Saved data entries
——————

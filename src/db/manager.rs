use std::sync::Arc;

use diesel::sqlite::SqliteConnection;
use diesel::{Connection, RunQueryDsl};

use crate::config::DatabaseConfig;
use crate::db::sqlite::{
    SqliteMessageStore, SqliteSpaceStore, SqliteSyncStateStore, SqliteThreadStore, SqliteUserStore,
};
use crate::db::{DatabaseError, MessageStore, SpaceStore, SyncStateStore, ThreadStore, UserStore};

/// Owns the SQLite database path and hands out the per-relation stores.
#[derive(Clone)]
pub struct DatabaseManager {
    db_path: String,
    space_store: Arc<dyn SpaceStore>,
    thread_store: Arc<dyn ThreadStore>,
    message_store: Arc<dyn MessageStore>,
    user_store: Arc<dyn UserStore>,
    sync_state_store: Arc<dyn SyncStateStore>,
}

impl DatabaseManager {
    pub fn new(config: &DatabaseConfig) -> Self {
        let db_path = config.sqlite_path();
        let path_arc = Arc::new(db_path.clone());

        Self {
            space_store: Arc::new(SqliteSpaceStore::new(path_arc.clone())),
            thread_store: Arc::new(SqliteThreadStore::new(path_arc.clone())),
            message_store: Arc::new(SqliteMessageStore::new(path_arc.clone())),
            user_store: Arc::new(SqliteUserStore::new(path_arc.clone())),
            sync_state_store: Arc::new(SqliteSyncStateStore::new(path_arc)),
            db_path,
        }
    }

    pub async fn migrate(&self) -> Result<(), DatabaseError> {
        let path = self.db_path.clone();
        tokio::task::spawn_blocking(move || {
            let mut conn = SqliteConnection::establish(&path)
                .map_err(|e| DatabaseError::Connection(e.to_string()))?;

            let statements = [
                r#"
                CREATE TABLE IF NOT EXISTS space_category_mappings (
                    id INTEGER PRIMARY KEY AUTOINCREMENT,
                    chat_space_id TEXT NOT NULL UNIQUE,
                    forum_category_id BIGINT NOT NULL,
                    created_at TEXT NOT NULL DEFAULT (datetime('now'))
                )
                "#,
                r#"
                CREATE TABLE IF NOT EXISTS thread_topic_mappings (
                    id INTEGER PRIMARY KEY AUTOINCREMENT,
                    chat_thread_id TEXT NOT NULL UNIQUE,
                    forum_topic_id BIGINT NOT NULL,
                    chat_space_id TEXT NOT NULL,
                    created_at TEXT NOT NULL DEFAULT (datetime('now'))
                )
                "#,
                r#"
                CREATE TABLE IF NOT EXISTS message_post_mappings (
                    id INTEGER PRIMARY KEY AUTOINCREMENT,
                    chat_message_id TEXT NOT NULL UNIQUE,
                    forum_post_id BIGINT NOT NULL,
                    chat_thread_id TEXT NOT NULL,
                    created_at TEXT NOT NULL DEFAULT (datetime('now'))
                )
                "#,
                r#"
                CREATE TABLE IF NOT EXISTS user_mappings (
                    id INTEGER PRIMARY KEY AUTOINCREMENT,
                    chat_user_id TEXT NOT NULL UNIQUE,
                    forum_username TEXT NOT NULL,
                    chat_display_name TEXT,
                    chat_email TEXT,
                    created_at TEXT NOT NULL DEFAULT (datetime('now')),
                    updated_at TEXT NOT NULL DEFAULT (datetime('now'))
                )
                "#,
                r#"
                CREATE TABLE IF NOT EXISTS sync_checkpoints (
                    id INTEGER PRIMARY KEY AUTOINCREMENT,
                    chat_space_id TEXT NOT NULL UNIQUE,
                    last_sync_at TEXT NOT NULL,
                    updated_at TEXT NOT NULL DEFAULT (datetime('now'))
                )
                "#,
                "CREATE INDEX IF NOT EXISTS idx_space_mappings_space ON space_category_mappings(chat_space_id)",
                "CREATE INDEX IF NOT EXISTS idx_space_mappings_category ON space_category_mappings(forum_category_id)",
                "CREATE INDEX IF NOT EXISTS idx_thread_mappings_thread ON thread_topic_mappings(chat_thread_id)",
                "CREATE INDEX IF NOT EXISTS idx_thread_mappings_topic ON thread_topic_mappings(forum_topic_id)",
                "CREATE INDEX IF NOT EXISTS idx_message_mappings_message ON message_post_mappings(chat_message_id)",
                "CREATE INDEX IF NOT EXISTS idx_message_mappings_post ON message_post_mappings(forum_post_id)",
                "CREATE INDEX IF NOT EXISTS idx_user_mappings_chat_user ON user_mappings(chat_user_id)",
                "CREATE INDEX IF NOT EXISTS idx_user_mappings_username ON user_mappings(forum_username)",
                "CREATE INDEX IF NOT EXISTS idx_sync_checkpoints_space ON sync_checkpoints(chat_space_id)",
            ];

            for statement in statements {
                diesel::sql_query(statement)
                    .execute(&mut conn)
                    .map_err(|e| DatabaseError::Migration(e.to_string()))?;
            }

            Ok(())
        })
        .await
        .map_err(|e| DatabaseError::Migration(format!("migration task failed: {e}")))?
    }

    pub fn space_store(&self) -> Arc<dyn SpaceStore> {
        self.space_store.clone()
    }

    pub fn thread_store(&self) -> Arc<dyn ThreadStore> {
        self.thread_store.clone()
    }

    pub fn message_store(&self) -> Arc<dyn MessageStore> {
        self.message_store.clone()
    }

    pub fn user_store(&self) -> Arc<dyn UserStore> {
        self.user_store.clone()
    }

    pub fn sync_state_store(&self) -> Arc<dyn SyncStateStore> {
        self.sync_state_store.clone()
    }
}
use async_trait::async_trait;
use chrono::{DateTime, Utc};

use super::models::{
    MessagePostMapping, SpaceCategoryMapping, ThreadTopicMapping, UserMapping,
};
use super::DatabaseError;

/// Space ↔ category relation. Upserts are keyed on the chat space id;
/// lookups work in both directions.
#[async_trait]
pub trait SpaceStore: Send + Sync {
    async fn upsert_space_mapping(
        &self,
        mapping: &SpaceCategoryMapping,
    ) -> Result<(), DatabaseError>;
    async fn category_for_space(&self, space_id: &str) -> Result<Option<i64>, DatabaseError>;
    async fn space_for_category(&self, category_id: i64) -> Result<Option<String>, DatabaseError>;
}

/// Thread ↔ topic relation.
#[async_trait]
pub trait ThreadStore: Send + Sync {
    async fn upsert_thread_mapping(
        &self,
        mapping: &ThreadTopicMapping,
    ) -> Result<(), DatabaseError>;
    async fn topic_for_thread(&self, thread_id: &str) -> Result<Option<i64>, DatabaseError>;
    async fn thread_for_topic(&self, topic_id: i64) -> Result<Option<String>, DatabaseError>;
}

/// Message ↔ post relation.
#[async_trait]
pub trait MessageStore: Send + Sync {
    async fn upsert_message_mapping(
        &self,
        mapping: &MessagePostMapping,
    ) -> Result<(), DatabaseError>;
    async fn post_for_message(&self, message_id: &str) -> Result<Option<i64>, DatabaseError>;
    async fn message_for_post(&self, post_id: i64) -> Result<Option<String>, DatabaseError>;
}

/// Chat user ↔ forum account relation.
#[async_trait]
pub trait UserStore: Send + Sync {
    async fn upsert_user_mapping(&self, mapping: &UserMapping) -> Result<(), DatabaseError>;
    async fn username_for_chat_user(
        &self,
        chat_user_id: &str,
    ) -> Result<Option<String>, DatabaseError>;
    async fn chat_user_for_username(
        &self,
        forum_username: &str,
    ) -> Result<Option<String>, DatabaseError>;
}

/// Per-space catch-up checkpoints.
#[async_trait]
pub trait SyncStateStore: Send + Sync {
    async fn set_checkpoint(
        &self,
        space_id: &str,
        timestamp: DateTime<Utc>,
    ) -> Result<(), DatabaseError>;
    async fn get_checkpoint(
        &self,
        space_id: &str,
    ) -> Result<Option<DateTime<Utc>>, DatabaseError>;
}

——————

● ASSIGNED TASK
Repeat the data exactly. Leave nothing out.

● THE ANSWER
filename src/db/manager.rs
use std::sync::Arc;

use diesel::sqlite::SqliteConnection;
use diesel::{Connection, RunQueryDsl};

use crate::config::DatabaseConfig;
use crate::db::sqlite::{
    SqliteMessageStore, SqliteSpaceStore, SqliteSyncStateStore, SqliteThreadStore, SqliteUserStore,
};
use crate::db::{DatabaseError, MessageStore, SpaceStore, SyncStateStore, ThreadStore, UserStore};

/// Owns the SQLite database path and hands out the per-relation stores.
#[derive(Clone)]
pub struct DatabaseManager {
    db_path: String,
    space_store: Arc<dyn SpaceStore>,
    thread_store: Arc<dyn ThreadStore>,
    message_store: Arc<dyn MessageStore>,
    user_store: Arc<dyn UserStore>,
    sync_state_store: Arc<dyn SyncStateStore>,
}

impl DatabaseManager {
    pub fn new(config: &DatabaseConfig) -> Self {
        let db_path = config.sqlite_path();
        let path_arc = Arc::new(db_path.clone());

        Self {
            space_store: Arc::new(SqliteSpaceStore::new(path_arc.clone())),
            thread_store: Arc::new(SqliteThreadStore::new(path_arc.clone())),
            message_store: Arc::new(SqliteMessageStore::new(path_arc.clone())),
            user_store: Arc::new(SqliteUserStore::new(path_arc.clone())),
            sync_state_store: Arc::new(SqliteSyncStateStore::new(path_arc)),
            db_path,
        }
    }

    pub async fn migrate(&self) -> Result<(), DatabaseError> {
        let path = self.db_path.clone();
        tokio::task::spawn_blocking(move || {
            let mut conn = SqliteConnection::establish(&path)
                .map_err(|e| DatabaseError::Connection(e.to_string()))?;

            let statements = [
                r#"
                CREATE TABLE IF NOT EXISTS space_category_mappings (
                    id INTEGER PRIMARY KEY AUTOINCREMENT,
                    chat_space_id TEXT NOT NULL UNIQUE,
                    forum_category_id BIGINT NOT NULL,
                    created_at TEXT NOT NULL DEFAULT (datetime('now'))
                )
                "#,
                r#"
                CREATE TABLE IF NOT EXISTS thread_topic_mappings (
                    id INTEGER PRIMARY KEY AUTOINCREMENT,
                    chat_thread_id TEXT NOT NULL UNIQUE,
                    forum_topic_id BIGINT NOT NULL,
                    chat_space_id TEXT NOT NULL,
                    created_at TEXT NOT NULL DEFAULT (datetime('now'))
                )
                "#,
                r#"
                CREATE TABLE IF NOT EXISTS message_post_mappings (
                    id INTEGER PRIMARY KEY AUTOINCREMENT,
                    chat_message_id TEXT NOT NULL UNIQUE,
                    forum_post_id BIGINT NOT NULL,
                    chat_thread_id TEXT NOT NULL,
                    created_at TEXT NOT NULL DEFAULT (datetime('now'))
                )
                "#,
                r#"
                CREATE TABLE IF NOT EXISTS user_mappings (
                    id INTEGER PRIMARY KEY AUTOINCREMENT,
                    chat_user_id TEXT NOT NULL UNIQUE,
                    forum_username TEXT NOT NULL,
                    chat_display_name TEXT,
                    chat_email TEXT,
                    created_at TEXT NOT NULL DEFAULT (datetime('now')),
                    updated_at TEXT NOT NULL DEFAULT (datetime('now'))
                )
                "#,
                r#"
                CREATE TABLE IF NOT EXISTS sync_checkpoints (
                    id INTEGER PRIMARY KEY AUTOINCREMENT,
                    chat_space_id TEXT NOT NULL UNIQUE,
                    last_sync_at TEXT NOT NULL,
                    updated_at TEXT NOT NULL DEFAULT (datetime('now'))
                )
                "#,
                "CREATE INDEX IF NOT EXISTS idx_space_mappings_space ON space_category_mappings(chat_space_id)",
                "CREATE INDEX IF NOT EXISTS idx_space_mappings_category ON space_category_mappings(forum_category_id)",
                "CREATE INDEX IF NOT EXISTS idx_thread_mappings_thread ON thread_topic_mappings(chat_thread_id)",
                "CREATE INDEX IF NOT EXISTS idx_thread_mappings_topic ON thread_topic_mappings(forum_topic_id)",
                "CREATE INDEX IF NOT EXISTS idx_message_mappings_message ON message_post_mappings(chat_message_id)",
                "CREATE INDEX IF NOT EXISTS idx_message_mappings_post ON message_post_mappings(forum_post_id)",
                "CREATE INDEX IF NOT EXISTS idx_user_mappings_chat_user ON user_mappings(chat_user_id)",
                "CREATE INDEX IF NOT EXISTS idx_user_mappings_username ON user_mappings(forum_username)",
                "CREATE INDEX IF NOT EXISTS idx_sync_checkpoints_space ON sync_checkpoints(chat_space_id)",
            ];

            for statement in statements {
                diesel::sql_query(statement)
                    .execute(&mut conn)
                    .map_err(|e| DatabaseError::Migration(e.to_string()))?;
            }

            Ok(())
        })
        .await
        .map_err(|e| DatabaseError::Migration(format!("migration task failed: {e}")))?
    }

    pub fn space_store(&self) -> Arc<dyn SpaceStore> {
        self.space_store.clone()
    }

    pub fn thread_store(&self) -> Arc<dyn ThreadStore> {
        self.thread_store.clone()
    }

    pub fn message_store(&self) -> Arc<dyn MessageStore> {
        self.message_store.clone()
    }

    pub fn user_store(&self) -> Arc<dyn UserStore> {
        self.user_store.clone()
    }

    pub fn sync_state_store(&self) -> Arc<dyn SyncStateStore> {
        self.sync_state_store.clone()
    }
}
use async_trait::async_trait;
use chrono::{DateTime, Utc};

use super::models::{
    MessagePostMapping, SpaceCategoryMapping, ThreadTopicMapping, UserMapping,
};
use super::DatabaseError;

/// Space ↔ category relation. Upserts are keyed on the chat space id;
/// lookups work in both directions.
#[async_trait]
pub trait SpaceStore: Send + Sync {
    async fn upsert_space_mapping(
        &self,
        mapping: &SpaceCategoryMapping,
    ) -> Result<(), DatabaseError>;
    async fn category_for_space(&self, space_id: &str) -> Result<Option<i64>, DatabaseError>;
    async fn space_for_category(&self, category_id: i64) -> Result<Option<String>, DatabaseError>;
}

/// Thread ↔ topic relation.
#[async_trait]
pub trait ThreadStore: Send + Sync {
    async fn upsert_thread_mapping(
        &self,
        mapping: &ThreadTopicMapping,
    ) -> Result<(), DatabaseError>;
    async fn topic_for_thread(&self, thread_id: &str) -> Result<Option<i64>, DatabaseError>;
    async fn thread_for_topic(&self, topic_id: i64) -> Result<Option<String>, DatabaseError>;
}

/// Message ↔ post relation.
#[async_trait]
pub trait MessageStore: Send + Sync {
    async fn upsert_message_mapping(
        &self,
        mapping: &MessagePostMapping,
    ) -> Result<(), DatabaseError>;
    async fn post_for_message(&self, message_id: &str) -> Result<Option<i64>, DatabaseError>;
    async fn message_for_post(&self, post_id: i64) -> Result<Option<String>, DatabaseError>;
}

/// Chat user ↔ forum account relation.
#[async_trait]
pub trait UserStore: Send + Sync {
    async fn upsert_user_mapping(&self, mapping: &UserMapping) -> Result<(), DatabaseError>;
    async fn username_for_chat_user(
        &self,
        chat_user_id: &str,
    ) -> Result<Option<String>, DatabaseError>;
    async fn chat_user_for_username(
        &self,
        forum_username: &str,
    ) -> Result<Option<String>, DatabaseError>;
}

/// Per-space catch-up checkpoints.
#[async_trait]
pub trait SyncStateStore: Send + Sync {
    async fn set_checkpoint(
        &self,
        space_id: &str,
        timestamp: DateTime<Utc>,
    ) -> Result<(), DatabaseError>;
    async fn get_checkpoint(
        &self,
        space_id: &str,
    ) -> Result<Option<DateTime<Utc>>, DatabaseError>;
}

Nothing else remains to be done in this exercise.